Magnetic resonance imaging is used to localize the lesions and to determine their sizes. Clinical and computerized examinations are performed to characterize motor disability.
In 1996 we investigated 35 patients with strokes, 5 patients with spinal lesions, 20 patients after arm amputation and 10 patients after loss of one hand and replantation of this hand. To improve our normative data for leg motor responses, we investigated another normal 59 subjects to establish a new index of central motor latency times which might allow a more sensitve evaluation of spinal conduction deficits.
In addition to the aims of our project we investigated 15 patients with different types of hydrocephalus before and after decompression by shunt operation, because we had discovered that these patients offered an exellent model for a potentially reversible compression of the corpus callosum. To further characterize the callosal motor system also 15 patients with circumscript lesions of different parts of the corpus callosum were investigated.
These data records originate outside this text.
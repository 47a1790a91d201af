//! Job request DTOs

use serde::{Deserialize, Serialize};
use std::path::PathBuf;

/// Source image for a generation request
#[derive(Debug, Clone, PartialEq, Eq, Serialize, Deserialize)]
#[serde(rename_all = "snake_case")]
pub enum ImageInput {
    /// Publicly reachable image URL
    Url(String),
    /// Image bytes already base64-encoded by the caller
    Inline {
        mime_type: String,
        base64_data: String,
    },
}

impl ImageInput {
    /// Renders the image as a URL, using a `data:` URI for inline images
    pub fn to_reference(&self) -> String {
        match self {
            ImageInput::Url(url) => url.clone(),
            ImageInput::Inline {
                mime_type,
                base64_data,
            } => format!("data:{};base64,{}", mime_type, base64_data),
        }
    }

    pub fn is_inline(&self) -> bool {
        matches!(self, ImageInput::Inline { .. })
    }
}

/// Provider-specific generation parameters
///
/// Adapters read the fields they understand and fall back to their own
/// defaults for the rest.
#[derive(Debug, Clone, Default, PartialEq, Serialize, Deserialize)]
pub struct GenerationOptions {
    /// Model or model version (e.g. "I2V-01-Director", "2.0", "gen3a_turbo")
    pub model: Option<String>,
    /// Clip length in seconds
    pub duration_secs: Option<u32>,
    /// Aspect ratio or resolution string (e.g. "16:9", "1280:768")
    pub aspect_ratio: Option<String>,
    /// Quality mode (e.g. "std", "pro")
    pub mode: Option<String>,
    pub negative_prompt: Option<String>,
    /// Extra fields merged verbatim into the provider payload
    pub extra: serde_json::Map<String, serde_json::Value>,
}

/// A request to generate one video
#[derive(Debug, Clone, PartialEq, Serialize, Deserialize)]
pub struct JobRequest {
    pub image: Option<ImageInput>,
    pub prompt: String,
    /// Destination of the artifact; must be unique per job
    pub output_path: PathBuf,
    pub options: GenerationOptions,
}

impl JobRequest {
    pub fn new(prompt: impl Into<String>, output_path: impl Into<PathBuf>) -> Self {
        Self {
            image: None,
            prompt: prompt.into(),
            output_path: output_path.into(),
            options: GenerationOptions::default(),
        }
    }

    pub fn with_image(mut self, image: ImageInput) -> Self {
        self.image = Some(image);
        self
    }

    pub fn with_options(mut self, options: GenerationOptions) -> Self {
        self.options = options;
        self
    }
}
Exciting results were found in a group of patients with hemisphere lesions after stroke. In these patients we were able to establish transcallosal activation of the motor cortex as a new way to assess the function of the motor cortex in patients with white matter lesions at subcortical level below the course of the callosal fibres (e.g. capsular infarcts). This approach was found to be useful even when clinical testing gave no further information than hemiplegia. Other interesting results were obtained in patients after arm amputation. Beside changes of the motor cortical representation of proximal stump muscles we could relate the occurrence of phantom limb pain with plastic processes within the cortex. Astonishingly, transcranial magnetic brain stimulation sometimes abolished phantom limb pain for a period of days to months. This vaguely hints at a probable therapeutic use of single pulse brain stimulation in such patients. In patients with compression of the corpus callosum due to hydrocephalus we could for the first time exclude that the remarkable thinning of the corpus callosum and of the subcortical white matter produced an axonal fibre degeneration, functional block of conduction processes or fibre demyelination. Furthermore we could show that shunting led to a good recovery of callosal and corticospinal motor functions in the investigated patient group.